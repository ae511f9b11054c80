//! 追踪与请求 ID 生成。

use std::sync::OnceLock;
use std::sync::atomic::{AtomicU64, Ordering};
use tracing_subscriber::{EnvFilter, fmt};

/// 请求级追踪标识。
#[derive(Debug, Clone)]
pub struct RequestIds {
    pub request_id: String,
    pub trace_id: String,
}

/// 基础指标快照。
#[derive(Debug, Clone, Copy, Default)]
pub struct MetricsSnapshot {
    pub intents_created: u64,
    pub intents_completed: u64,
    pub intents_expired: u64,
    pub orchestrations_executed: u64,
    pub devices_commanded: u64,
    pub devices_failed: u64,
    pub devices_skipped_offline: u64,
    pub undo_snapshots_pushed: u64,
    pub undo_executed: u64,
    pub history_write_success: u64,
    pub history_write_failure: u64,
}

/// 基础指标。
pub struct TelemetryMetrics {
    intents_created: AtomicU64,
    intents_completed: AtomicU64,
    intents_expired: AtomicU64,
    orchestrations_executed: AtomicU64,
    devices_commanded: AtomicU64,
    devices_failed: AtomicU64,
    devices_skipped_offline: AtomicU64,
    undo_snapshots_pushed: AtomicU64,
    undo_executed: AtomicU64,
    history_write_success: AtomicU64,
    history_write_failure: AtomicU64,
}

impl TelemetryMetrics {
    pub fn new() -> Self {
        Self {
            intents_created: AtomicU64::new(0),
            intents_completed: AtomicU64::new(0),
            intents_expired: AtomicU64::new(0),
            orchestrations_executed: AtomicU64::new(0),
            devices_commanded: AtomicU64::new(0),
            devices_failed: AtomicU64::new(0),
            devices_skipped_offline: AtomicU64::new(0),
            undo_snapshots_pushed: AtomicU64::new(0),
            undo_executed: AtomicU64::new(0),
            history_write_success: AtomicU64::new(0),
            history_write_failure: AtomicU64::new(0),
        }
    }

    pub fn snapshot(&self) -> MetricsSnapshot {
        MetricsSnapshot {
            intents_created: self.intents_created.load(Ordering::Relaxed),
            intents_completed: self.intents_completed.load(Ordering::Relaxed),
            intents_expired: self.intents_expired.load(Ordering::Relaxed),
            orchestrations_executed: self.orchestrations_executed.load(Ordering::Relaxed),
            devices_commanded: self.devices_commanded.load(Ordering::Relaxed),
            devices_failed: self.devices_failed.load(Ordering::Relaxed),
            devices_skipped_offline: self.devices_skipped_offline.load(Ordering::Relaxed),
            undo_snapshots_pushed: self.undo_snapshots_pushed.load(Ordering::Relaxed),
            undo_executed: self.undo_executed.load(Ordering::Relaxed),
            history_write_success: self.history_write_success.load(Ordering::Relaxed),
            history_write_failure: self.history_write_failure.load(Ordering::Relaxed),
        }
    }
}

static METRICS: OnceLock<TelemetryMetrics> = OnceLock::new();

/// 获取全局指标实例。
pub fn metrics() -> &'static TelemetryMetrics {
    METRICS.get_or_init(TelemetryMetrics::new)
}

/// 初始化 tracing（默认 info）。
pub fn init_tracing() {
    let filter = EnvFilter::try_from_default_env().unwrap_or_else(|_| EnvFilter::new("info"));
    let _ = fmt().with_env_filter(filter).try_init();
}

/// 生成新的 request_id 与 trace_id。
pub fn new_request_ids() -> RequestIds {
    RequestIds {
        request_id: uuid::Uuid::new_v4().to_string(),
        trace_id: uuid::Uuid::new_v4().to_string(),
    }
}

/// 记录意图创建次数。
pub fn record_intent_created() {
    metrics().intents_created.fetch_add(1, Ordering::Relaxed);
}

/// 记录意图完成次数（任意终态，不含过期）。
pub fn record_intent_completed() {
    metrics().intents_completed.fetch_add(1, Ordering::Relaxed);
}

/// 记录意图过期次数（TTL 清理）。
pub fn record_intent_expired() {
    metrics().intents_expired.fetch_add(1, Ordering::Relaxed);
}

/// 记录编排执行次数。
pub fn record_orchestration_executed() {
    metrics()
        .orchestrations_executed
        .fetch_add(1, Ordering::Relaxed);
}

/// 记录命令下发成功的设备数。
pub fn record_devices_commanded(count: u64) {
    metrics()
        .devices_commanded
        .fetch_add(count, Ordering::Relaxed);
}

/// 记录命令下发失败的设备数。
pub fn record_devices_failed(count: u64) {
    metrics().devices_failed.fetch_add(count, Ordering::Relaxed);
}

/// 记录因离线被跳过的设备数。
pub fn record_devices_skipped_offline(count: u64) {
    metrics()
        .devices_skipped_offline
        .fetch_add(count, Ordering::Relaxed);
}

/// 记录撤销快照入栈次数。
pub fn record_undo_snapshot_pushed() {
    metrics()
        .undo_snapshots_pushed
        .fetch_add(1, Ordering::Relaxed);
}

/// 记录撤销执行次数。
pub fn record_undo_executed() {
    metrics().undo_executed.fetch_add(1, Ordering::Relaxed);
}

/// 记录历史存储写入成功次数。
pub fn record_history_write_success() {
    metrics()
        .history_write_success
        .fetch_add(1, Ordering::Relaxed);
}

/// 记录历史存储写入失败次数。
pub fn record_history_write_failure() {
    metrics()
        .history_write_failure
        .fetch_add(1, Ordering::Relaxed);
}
#####
Every entry must be given again exactly as it reads.

repository ae511f9b11054c80
//! 追踪与请求 ID 生成。

use std::sync::OnceLock;
use std::sync::atomic::{AtomicU64, Ordering};
use tracing_subscriber::{EnvFilter, fmt};

/// 请求级追踪标识。
#[derive(Debug, Clone)]
pub struct RequestIds {
    pub request_id: String,
    pub trace_id: String,
}

/// 基础指标快照。
#[derive(Debug, Clone, Copy, Default)]
pub struct MetricsSnapshot {
    pub intents_created: u64,
    pub intents_completed: u64,
    pub intents_expired: u64,
    pub orchestrations_executed: u64,
    pub devices_commanded: u64,
    pub devices_failed: u64,
    pub devices_skipped_offline: u64,
    pub undo_snapshots_pushed: u64,
    pub undo_executed: u64,
    pub history_write_success: u64,
    pub history_write_failure: u64,
}

/// 基础指标。
pub struct TelemetryMetrics {
    intents_created: AtomicU64,
    intents_completed: AtomicU64,
    intents_expired: AtomicU64,
    orchestrations_executed: AtomicU64,
    devices_commanded: AtomicU64,
    devices_failed: AtomicU64,
    devices_skipped_offline: AtomicU64,
    undo_snapshots_pushed: AtomicU64,
    undo_executed: AtomicU64,
    history_write_success: AtomicU64,
    history_write_failure: AtomicU64,
}

impl TelemetryMetrics {
    pub fn new() -> Self {
        Self {
            intents_created: AtomicU64::new(0),
            intents_completed: AtomicU64::new(0),
            intents_expired: AtomicU64::new(0),
            orchestrations_executed: AtomicU64::new(0),
            devices_commanded: AtomicU64::new(0),
            devices_failed: AtomicU64::new(0),
            devices_skipped_offline: AtomicU64::new(0),
            undo_snapshots_pushed: AtomicU64::new(0),
            undo_executed: AtomicU64::new(0),
            history_write_success: AtomicU64::new(0),
            history_write_failure: AtomicU64::new(0),
        }
    }

    pub fn snapshot(&self) -> MetricsSnapshot {
        MetricsSnapshot {
            intents_created: self.intents_created.load(Ordering::Relaxed),
            intents_completed: self.intents_completed.load(Ordering::Relaxed),
            intents_expired: self.intents_expired.load(Ordering::Relaxed),
            orchestrations_executed: self.orchestrations_executed.load(Ordering::Relaxed),
            devices_commanded: self.devices_commanded.load(Ordering::Relaxed),
            devices_failed: self.devices_failed.load(Ordering::Relaxed),
            devices_skipped_offline: self.devices_skipped_offline.load(Ordering::Relaxed),
            undo_snapshots_pushed: self.undo_snapshots_pushed.load(Ordering::Relaxed),
            undo_executed: self.undo_executed.load(Ordering::Relaxed),
            history_write_success: self.history_write_success.load(Ordering::Relaxed),
            history_write_failure: self.history_write_failure.load(Ordering::Relaxed),
        }
    }
}

static METRICS: OnceLock<TelemetryMetrics> = OnceLock::new();

/// 获取全局指标实例。
pub fn metrics() -> &'static TelemetryMetrics {
    METRICS.get_or_init(TelemetryMetrics::new)
}

/// 初始化 tracing（默认 info）。
pub fn init_tracing() {
    let filter = EnvFilter::try_from_default_env().unwrap_or_else(|_| EnvFilter::new("info"));
    let _ = fmt().with_env_filter(filter).try_init();
}

/// 生成新的 request_id 与 trace_id。
pub fn new_request_ids() -> RequestIds {
    RequestIds {
        request_id: uuid::Uuid::new_v4().to_string(),
        trace_id: uuid::Uuid::new_v4().to_string(),
    }
}

/// 记录意图创建次数。
pub fn record_intent_created() {
    metrics().intents_created.fetch_add(1, Ordering::Relaxed);
}

/// 记录意图完成次数（任意终态，不含过期）。
pub fn record_intent_completed() {
    metrics().intents_completed.fetch_add(1, Ordering::Relaxed);
}

/// 记录意图过期次数（TTL 清理）。
pub fn record_intent_expired() {
    metrics().intents_expired.fetch_add(1, Ordering::Relaxed);
}

/// 记录编排执行次数。
pub fn record_orchestration_executed() {
    metrics()
        .orchestrations_executed
        .fetch_add(1, Ordering::Relaxed);
}

/// 记录命令下发成功的设备数。
pub fn record_devices_commanded(count: u64) {
    metrics()
        .devices_commanded
        .fetch_add(count, Ordering::Relaxed);
}

/// 记录命令下发失败的设备数。
pub fn record_devices_failed(count: u64) {
    metrics().devices_failed.fetch_add(count, Ordering::Relaxed);
}

/// 记录因离线被跳过的设备数。
pub fn record_devices_skipped_offline(count: u64) {
    metrics()
        .devices_skipped_offline
        .fetch_add(count, Ordering::Relaxed);
}

/// 记录撤销快照入栈次数。
pub fn record_undo_snapshot_pushed() {
    metrics()
        .undo_snapshots_pushed
        .fetch_add(1, Ordering::Relaxed);
}

/// 记录撤销执行次数。
pub fn record_undo_executed() {
    metrics().undo_executed.fetch_add(1, Ordering::Relaxed);
}

/// 记录历史存储写入成功次数。
pub fn record_history_write_success() {
    metrics()
        .history_write_success
        .fetch_add(1, Ordering::Relaxed);
}

/// 记录历史存储写入失败次数。
pub fn record_history_write_failure() {
    metrics()
        .history_write_failure
        .fetch_add(1, Ordering::Relaxed);
}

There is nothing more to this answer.